_TASK ITEM:_ Look for the word "occupies" in the data below, and copy every line that holds it.

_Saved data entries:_
=-=-=-=-=

//! Render-tree node types.
//!
//! A [`Node`] is an immutable description of a piece of UI produced by view
//! code. Once mounted, element and text nodes own the handle of the host node
//! they correspond to; fragments remember the host parent their children were
//! inserted into.
//!
//! # Construction
//!
//! ```
//! use tola_reconcile::node::{fragment, h, text, Element};
//!
//! let list = h("ul")
//!     .with_class("todo")
//!     .child(h("li").with_key("a").text("Buy milk"))
//!     .child(fragment([h("li").with_key("b").text("Walk dog")]))
//!     .child(text("done"))
//!     .child(None::<Element>);
//! assert_eq!(list.children.len(), 3);
//! ```
//!
//! Builders take any [`IntoChild`]. `None` children are skipped, which keeps
//! conditional children inline: `.child(show.then(|| h("p")))`.

mod element;
mod fragment;
mod text;

pub use element::{Element, DEFAULT_KEY_PROP};
pub use fragment::Fragment;
pub use text::Text;

use std::fmt;

use smallvec::SmallVec;

use crate::algo::StableHasher;
use crate::attr::AttrsExt;
use crate::host::HostId;

/// Type alias for children collection.
pub type Children = SmallVec<[Node; 8]>;

// =============================================================================
// NodeKind
// =============================================================================

/// Discriminant of a [`Node`]
#[derive(Debug, Clone, Copy, PartialEq, Eq, Hash)]
pub enum NodeKind {
    Element,
    Fragment,
    Text,
}

impl NodeKind {
    /// Lowercase name
    pub const fn name(self) -> &'static str {
        match self {
            Self::Element => "element",
            Self::Fragment => "fragment",
            Self::Text => "text",
        }
    }
}

impl fmt::Display for NodeKind {
    fn fmt(&self, f: &mut fmt::Formatter<'_>) -> fmt::Result {
        f.write_str(self.name())
    }
}

// =============================================================================
// Node
// =============================================================================

/// Node in a render tree - Element, Fragment or Text.
#[derive(Debug, Clone, PartialEq)]
pub enum Node {
    Element(Box<Element>),
    Fragment(Box<Fragment>),
    Text(Text),
}

impl Node {
    impl_enum_accessors!(element, fragment, text);

    /// Node discriminant
    #[inline]
    pub fn kind(&self) -> NodeKind {
        match self {
            Self::Element(_) => NodeKind::Element,
            Self::Fragment(_) => NodeKind::Fragment,
            Self::Text(_) => NodeKind::Text,
        }
    }

    /// Handle of the host node this node owns.
    ///
    /// Fragments own no host node and always return `None`.
    #[inline]
    pub fn host_id(&self) -> Option<HostId> {
        match self {
            Self::Element(e) => e.host,
            Self::Text(t) => t.host,
            Self::Fragment(_) => None,
        }
    }

    /// Check if this node is currently mounted
    pub fn is_mounted(&self) -> bool {
        match self {
            Self::Element(e) => e.host.is_some(),
            Self::Text(t) => t.host.is_some(),
            Self::Fragment(f) => f.container.is_some(),
        }
    }

    /// Handle of the first host node this subtree occupies in its parent
    pub fn first_host(&self) -> Option<HostId> {
        match self {
            Self::Fragment(f) => f.children.iter().find_map(Node::first_host),
            other => other.host_id(),
        }
    }

    /// Number of host-parent slots this subtree occupies.
    ///
    /// Elements and text nodes take one slot; fragments take the slots of
    /// their children.
    pub fn host_len(&self) -> usize {
        match self {
            Self::Fragment(f) => f.children.iter().map(Node::host_len).sum(),
            _ => 1,
        }
    }

    /// Child list, empty for text nodes
    pub fn children(&self) -> &[Node] {
        match self {
            Self::Element(e) => &e.children,
            Self::Fragment(f) => &f.children,
            Self::Text(_) => &[],
        }
    }

    /// Deterministic hash of the node's content.
    ///
    /// Covers kind, tag, attributes, classes, styles, event names and the
    /// whole subtree. Handlers and host handles are not part of the hash.
    pub fn fingerprint(&self) -> u64 {
        self.hash_into(StableHasher::new()).finish()
    }

    fn hash_into(&self, hasher: StableHasher) -> StableHasher {
        let hasher = hasher.update_str(self.kind().name());
        match self {
            Self::Text(t) => hasher.update_str(&t.value),
            Self::Fragment(f) => hash_children(hasher, &f.children),
            Self::Element(e) => {
                let mut hasher = hasher.update_str(&e.tag);

                let mut attrs: Vec<_> = e.props.attrs.iter().collect();
                attrs.sort_unstable_by(|a, b| a.0.cmp(&b.0));
                for (k, v) in attrs {
                    hasher = hasher.update_str(k).update_str(&v.to_string());
                }

                let mut classes: Vec<_> = e.props.class.tokens().iter().collect();
                classes.sort_unstable();
                for token in classes {
                    hasher = hasher.update_str("class").update_str(token);
                }

                let mut styles: Vec<_> = e.props.style.iter().collect();
                styles.sort_unstable_by(|a, b| a.0.cmp(&b.0));
                for (k, v) in styles {
                    hasher = hasher.update_str("style").update_str(k).update_str(v);
                }

                let mut events: Vec<_> = e.props.on.iter().map(|(name, _)| name).collect();
                events.sort_unstable();
                for name in events {
                    hasher = hasher.update_str("on").update_str(name);
                }

                hash_children(hasher, &e.children)
            }
        }
    }

    /// Value of a keying attribute, if this is an element carrying it
    pub fn key(&self, key_prop: &str) -> Option<String> {
        self.as_element()
            .and_then(|e| e.props.attrs.get_attr(key_prop))
            .map(ToString::to_string)
    }
}

fn hash_children(hasher: StableHasher, children: &[Node]) -> StableHasher {
    let mut hasher = hasher.update_usize(children.len());
    for child in children {
        hasher = hasher.update_u64(child.fingerprint());
    }
    hasher
}

impl From<Element> for Node {
    fn from(e: Element) -> Self {
        Self::Element(Box::new(e))
    }
}

impl From<Fragment> for Node {
    fn from(f: Fragment) -> Self {
        Self::Fragment(Box::new(f))
    }
}

impl From<Text> for Node {
    fn from(t: Text) -> Self {
        Self::Text(t)
    }
}

impl From<&str> for Node {
    fn from(s: &str) -> Self {
        Self::Text(Text::new(s))
    }
}

impl From<String> for Node {
    fn from(s: String) -> Self {
        Self::Text(Text::new(s))
    }
}

// =============================================================================
// IntoChild
// =============================================================================

/// Value accepted as a child by the builders. `None` yields no child.
pub trait IntoChild {
    /// Convert into a child node, or `None` to skip
    fn into_child(self) -> Option<Node>;
}

macro_rules! impl_into_child {
    ($($ty:ty),* $(,)?) => {
        $(
            impl IntoChild for $ty {
                #[inline]
                fn into_child(self) -> Option<Node> {
                    Some(self.into())
                }
            }
        )*
    };
}

impl_into_child!(Node, Element, Fragment, Text, &str, String);

impl<T: Into<Node>> IntoChild for Option<T> {
    #[inline]
    fn into_child(self) -> Option<Node> {
        self.map(Into::into)
    }
}

// =============================================================================
// Construction API
// =============================================================================

/// Create an element builder
pub fn h(tag: &str) -> Element {
    Element::new(tag)
}

/// Create a fragment from children
pub fn fragment<I>(children: I) -> Fragment
where
    I: IntoIterator,
    I::Item: IntoChild,
{
    Fragment::new(children)
}

/// Create a text node
pub fn text(value: impl Into<String>) -> Text {
    Text::new(value)
}

// =============================================================================
// Tests
// =============================================================================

=-=-=-=-=

_OUTPUT OF THE EXERCISE:_
    /// Handle of the first host node this subtree occupies in its parent
    /// Number of host-parent slots this subtree occupies.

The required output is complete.